* **To do**
The expected output is the set of lines below beginning at the one that contains "raised to one." and ending at the final line, reproduced exactly.

(Beginning of Supplied data)

//! This module provides the bounded history of emitted records.
//!
//! Every record is kept here exactly once, whether or not it is currently
//! visible, until it is evicted by newer records.
use super::record::LogRecord;
use std::collections::VecDeque;

/// A fixed-capacity, oldest-first buffer of log records.
#[derive(Debug)]
pub struct HistoryBuffer {
    /// The circular buffer of records.
    entries: VecDeque<LogRecord>,
    /// The maximum number of records to keep.
    capacity: usize,
}

impl HistoryBuffer {
    /// Creates a new `HistoryBuffer`.
    ///
    /// # Arguments
    ///
    /// * `capacity` - The maximum number of records to keep. A capacity of
    ///   zero is raised to one.
    pub fn new(capacity: usize) -> Self {
        let capacity = capacity.max(1);
        Self {
            entries: VecDeque::with_capacity(capacity),
            capacity,
        }
    }

    /// Appends a record, returning the evicted oldest record if the buffer
    /// was full.
    pub fn push(&mut self, record: LogRecord) -> Option<LogRecord> {
        let evicted = if self.entries.len() >= self.capacity {
            self.entries.pop_front()
        } else {
            None
        };
        self.entries.push_back(record);
        evicted
    }

    pub fn iter(&self) -> impl DoubleEndedIterator<Item = &LogRecord> + '_ {
        self.entries.iter()
    }

    pub fn len(&self) -> usize {
        self.entries.len()
    }

    pub fn is_empty(&self) -> bool {
        self.entries.is_empty()
    }

    pub fn capacity(&self) -> usize {
        self.capacity
    }
}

(End of Supplied data)

* **Answer for this exercise**
    ///   zero is raised to one.
    pub fn new(capacity: usize) -> Self {
        let capacity = capacity.max(1);
        Self {
            entries: VecDeque::with_capacity(capacity),
            capacity,
        }
    }

    /// Appends a record, returning the evicted oldest record if the buffer
    /// was full.
    pub fn push(&mut self, record: LogRecord) -> Option<LogRecord> {
        let evicted = if self.entries.len() >= self.capacity {
            self.entries.pop_front()
        } else {
            None
        };
        self.entries.push_back(record);
        evicted
    }

    pub fn iter(&self) -> impl DoubleEndedIterator<Item = &LogRecord> + '_ {
        self.entries.iter()
    }

    pub fn len(&self) -> usize {
        self.entries.len()
    }

    pub fn is_empty(&self) -> bool {
        self.entries.is_empty()
    }

    pub fn capacity(&self) -> usize {
        self.capacity
    }
}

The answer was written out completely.